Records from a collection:
[Start of Attachment]
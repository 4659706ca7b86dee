//! Symmetry-aware lookup for two-electron integrals
//!
//! A stored integral (ij|kl) stands for up to eight index tuples related by
//! the real-orbital permutation symmetry
//!
//! (ij|kl) = (ji|kl) = (ij|lk) = (ji|lk) = (kl|ij) = (lk|ij) = (kl|ji) = (lk|ji)
//!
//! Instead of rescanning the entry list for every query, all stored entries
//! are folded once into a map keyed by the canonical representative of their
//! permutation class. Lookups canonicalize the query and probe the map.

use std::collections::hash_map::Entry;
use std::collections::HashMap;

use crate::error::{EnergyError, Result};
use crate::store_impl::store::TwoElectronEntry;

/// Two stored values for the same canonical key must agree to within this
/// tolerance; a larger discrepancy means the input is corrupt.
const VALUE_TOLERANCE: f64 = 1e-10;

/// Canonical representative of the permutation class of (i,j|k,l).
///
/// Each electron pair is sorted ascending, then the two sorted pairs are
/// ordered by first element, ties broken by second. All eight (or fewer,
/// for degenerate tuples) equivalent index tuples map to the same key.
pub fn canonical_key(i: usize, j: usize, k: usize, l: usize) -> [usize; 4] {
    let first = if i <= j { (i, j) } else { (j, i) };
    let second = if k <= l { (k, l) } else { (l, k) };
    if second < first {
        [second.0, second.1, first.0, first.1]
    } else {
        [first.0, first.1, second.0, second.1]
    }
}

/// Map from canonical key to integral value, built once at load time.
#[derive(Debug, Clone)]
pub struct SymmetryIndex {
    map: HashMap<[usize; 4], f64>,
}

impl SymmetryIndex {
    /// Fold every stored entry into the canonical-key map.
    ///
    /// A key that recurs with a value differing by more than
    /// `VALUE_TOLERANCE` is a fatal [`EnergyError::DataInconsistency`];
    /// a recurrence within tolerance keeps the first value.
    pub fn build(entries: &[TwoElectronEntry]) -> Result<Self> {
        let mut map = HashMap::with_capacity(entries.len());
        for entry in entries {
            let key = canonical_key(entry.i, entry.j, entry.k, entry.l);
            match map.entry(key) {
                Entry::Occupied(stored) => {
                    let first: f64 = *stored.get();
                    if (first - entry.value).abs() > VALUE_TOLERANCE {
                        return Err(EnergyError::DataInconsistency {
                            key,
                            first,
                            second: entry.value,
                        });
                    }
                }
                Entry::Vacant(slot) => {
                    slot.insert(entry.value);
                }
            }
        }
        Ok(SymmetryIndex { map })
    }

    /// Value of (i,j|k,l) under any of its symmetry-equivalent
    /// representations, or `None` if no equivalent entry was stored.
    ///
    /// Callers treat `None` as 0.0: an absent integral fell below the
    /// producer's storage threshold and is negligible, not erroneous.
    pub fn lookup(&self, i: usize, j: usize, k: usize, l: usize) -> Option<f64> {
        self.map.get(&canonical_key(i, j, k, l)).copied()
    }

    /// Number of distinct canonical keys in the map.
    pub fn len(&self) -> usize {
        self.map.len()
    }

    pub fn is_empty(&self) -> bool {
        self.map.is_empty()
    }
}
[End of Attachment]
* [Assignment]:
Please output exactly the lines between the one holding "the canonical-key map." and the one holding "of its symmetry-equivalent" in the records above, inclusive, and nothing more.

* [Solution to this problem]:
    /// Fold every stored entry into the canonical-key map.
    ///
    /// A key that recurs with a value differing by more than
    /// `VALUE_TOLERANCE` is a fatal [`EnergyError::DataInconsistency`];
    /// a recurrence within tolerance keeps the first value.
    pub fn build(entries: &[TwoElectronEntry]) -> Result<Self> {
        let mut map = HashMap::with_capacity(entries.len());
        for entry in entries {
            let key = canonical_key(entry.i, entry.j, entry.k, entry.l);
            match map.entry(key) {
                Entry::Occupied(stored) => {
                    let first: f64 = *stored.get();
                    if (first - entry.value).abs() > VALUE_TOLERANCE {
                        return Err(EnergyError::DataInconsistency {
                            key,
                            first,
                            second: entry.value,
                        });
                    }
                }
                Entry::Vacant(slot) => {
                    slot.insert(entry.value);
                }
            }
        }
        Ok(SymmetryIndex { map })
    }

    /// Value of (i,j|k,l) under any of its symmetry-equivalent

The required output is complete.